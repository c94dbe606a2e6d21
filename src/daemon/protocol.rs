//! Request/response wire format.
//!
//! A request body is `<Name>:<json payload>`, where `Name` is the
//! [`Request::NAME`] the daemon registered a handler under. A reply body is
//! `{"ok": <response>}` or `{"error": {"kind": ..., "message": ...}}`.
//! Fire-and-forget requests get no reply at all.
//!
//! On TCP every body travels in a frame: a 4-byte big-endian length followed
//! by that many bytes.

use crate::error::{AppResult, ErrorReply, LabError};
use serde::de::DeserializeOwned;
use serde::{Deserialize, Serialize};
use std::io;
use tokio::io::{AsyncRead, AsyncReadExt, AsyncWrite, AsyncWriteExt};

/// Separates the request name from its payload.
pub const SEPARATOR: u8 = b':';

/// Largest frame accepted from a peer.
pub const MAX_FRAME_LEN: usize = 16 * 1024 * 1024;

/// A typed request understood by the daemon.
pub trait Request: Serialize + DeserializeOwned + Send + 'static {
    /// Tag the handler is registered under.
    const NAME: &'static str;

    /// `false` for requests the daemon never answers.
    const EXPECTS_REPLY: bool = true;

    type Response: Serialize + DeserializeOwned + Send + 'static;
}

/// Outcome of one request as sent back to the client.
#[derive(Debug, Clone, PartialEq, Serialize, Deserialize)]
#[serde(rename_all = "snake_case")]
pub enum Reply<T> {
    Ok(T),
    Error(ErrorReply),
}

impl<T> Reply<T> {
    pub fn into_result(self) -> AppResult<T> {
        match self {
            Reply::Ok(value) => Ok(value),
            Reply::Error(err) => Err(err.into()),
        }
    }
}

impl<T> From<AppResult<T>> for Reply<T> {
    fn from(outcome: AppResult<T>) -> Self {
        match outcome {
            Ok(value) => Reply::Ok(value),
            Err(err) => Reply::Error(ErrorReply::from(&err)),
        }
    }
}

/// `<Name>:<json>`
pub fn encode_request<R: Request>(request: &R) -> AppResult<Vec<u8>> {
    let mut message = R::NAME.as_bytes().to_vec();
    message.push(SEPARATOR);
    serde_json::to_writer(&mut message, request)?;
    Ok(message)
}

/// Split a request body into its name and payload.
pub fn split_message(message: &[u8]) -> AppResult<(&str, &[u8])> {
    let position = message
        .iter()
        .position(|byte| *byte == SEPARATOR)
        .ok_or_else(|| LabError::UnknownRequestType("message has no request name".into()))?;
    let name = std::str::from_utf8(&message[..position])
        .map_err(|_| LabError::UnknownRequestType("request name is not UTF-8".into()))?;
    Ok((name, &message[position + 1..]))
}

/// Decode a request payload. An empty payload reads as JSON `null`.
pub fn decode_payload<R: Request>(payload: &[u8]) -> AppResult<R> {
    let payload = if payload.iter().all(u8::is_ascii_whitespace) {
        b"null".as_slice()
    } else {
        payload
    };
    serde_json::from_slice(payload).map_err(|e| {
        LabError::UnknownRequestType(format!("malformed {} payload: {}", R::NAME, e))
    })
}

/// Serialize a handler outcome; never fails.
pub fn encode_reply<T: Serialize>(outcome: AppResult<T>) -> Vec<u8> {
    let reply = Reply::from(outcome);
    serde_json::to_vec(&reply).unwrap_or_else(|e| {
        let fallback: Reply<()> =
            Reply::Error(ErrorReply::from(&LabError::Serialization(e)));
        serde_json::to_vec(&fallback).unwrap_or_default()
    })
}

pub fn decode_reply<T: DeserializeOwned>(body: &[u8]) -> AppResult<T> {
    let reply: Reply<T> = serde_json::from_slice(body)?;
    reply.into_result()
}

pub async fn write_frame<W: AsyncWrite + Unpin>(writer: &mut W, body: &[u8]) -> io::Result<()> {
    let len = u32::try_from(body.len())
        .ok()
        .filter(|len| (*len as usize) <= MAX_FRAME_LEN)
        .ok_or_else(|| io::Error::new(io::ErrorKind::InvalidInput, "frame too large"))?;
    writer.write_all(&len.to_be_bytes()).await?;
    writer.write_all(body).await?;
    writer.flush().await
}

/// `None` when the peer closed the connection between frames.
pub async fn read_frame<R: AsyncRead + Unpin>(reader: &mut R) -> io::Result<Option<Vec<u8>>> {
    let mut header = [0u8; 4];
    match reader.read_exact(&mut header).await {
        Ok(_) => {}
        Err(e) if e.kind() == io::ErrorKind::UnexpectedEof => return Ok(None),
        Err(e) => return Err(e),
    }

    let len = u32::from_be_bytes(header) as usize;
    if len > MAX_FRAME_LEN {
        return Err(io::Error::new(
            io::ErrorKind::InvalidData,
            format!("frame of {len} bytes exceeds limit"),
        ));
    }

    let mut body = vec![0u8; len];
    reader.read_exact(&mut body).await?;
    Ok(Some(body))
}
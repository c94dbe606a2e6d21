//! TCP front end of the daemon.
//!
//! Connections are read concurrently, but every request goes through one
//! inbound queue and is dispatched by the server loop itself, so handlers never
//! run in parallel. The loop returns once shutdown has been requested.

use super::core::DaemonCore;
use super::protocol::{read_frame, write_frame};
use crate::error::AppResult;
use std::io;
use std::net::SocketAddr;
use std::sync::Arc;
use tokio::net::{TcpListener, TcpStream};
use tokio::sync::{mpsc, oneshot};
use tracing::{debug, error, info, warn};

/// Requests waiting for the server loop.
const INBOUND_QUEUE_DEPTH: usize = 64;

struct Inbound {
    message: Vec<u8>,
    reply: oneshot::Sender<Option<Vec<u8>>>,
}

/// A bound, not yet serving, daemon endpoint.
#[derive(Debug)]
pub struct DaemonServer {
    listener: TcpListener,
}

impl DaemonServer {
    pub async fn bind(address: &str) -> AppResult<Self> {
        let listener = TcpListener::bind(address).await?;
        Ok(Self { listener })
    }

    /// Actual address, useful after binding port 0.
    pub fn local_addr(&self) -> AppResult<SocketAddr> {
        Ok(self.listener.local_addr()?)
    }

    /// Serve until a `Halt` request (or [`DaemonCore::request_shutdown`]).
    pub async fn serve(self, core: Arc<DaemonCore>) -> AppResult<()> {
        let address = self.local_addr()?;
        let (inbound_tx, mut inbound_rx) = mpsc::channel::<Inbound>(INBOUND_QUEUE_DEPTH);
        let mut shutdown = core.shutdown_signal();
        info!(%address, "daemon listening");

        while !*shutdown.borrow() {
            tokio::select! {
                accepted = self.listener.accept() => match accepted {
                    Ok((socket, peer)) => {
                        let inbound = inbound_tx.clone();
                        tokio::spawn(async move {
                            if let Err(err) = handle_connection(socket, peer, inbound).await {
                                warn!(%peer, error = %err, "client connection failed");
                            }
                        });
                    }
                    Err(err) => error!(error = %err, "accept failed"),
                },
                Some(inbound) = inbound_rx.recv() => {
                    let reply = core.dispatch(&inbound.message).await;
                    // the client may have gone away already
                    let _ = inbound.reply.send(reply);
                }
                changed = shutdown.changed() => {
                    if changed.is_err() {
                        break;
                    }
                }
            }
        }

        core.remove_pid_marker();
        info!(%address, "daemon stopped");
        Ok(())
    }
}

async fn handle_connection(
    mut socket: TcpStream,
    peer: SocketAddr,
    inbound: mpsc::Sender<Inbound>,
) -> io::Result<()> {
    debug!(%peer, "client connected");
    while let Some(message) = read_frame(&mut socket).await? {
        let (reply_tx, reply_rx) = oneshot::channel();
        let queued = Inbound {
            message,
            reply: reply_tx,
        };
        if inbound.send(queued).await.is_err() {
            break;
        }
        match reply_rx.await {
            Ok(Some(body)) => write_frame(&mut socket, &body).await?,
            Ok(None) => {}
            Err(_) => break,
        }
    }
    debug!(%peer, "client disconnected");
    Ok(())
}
__________
■ Task to complete
Lines holding "peer": give how many there are in the entries above, and nothing more.

■ Response for this exercise
8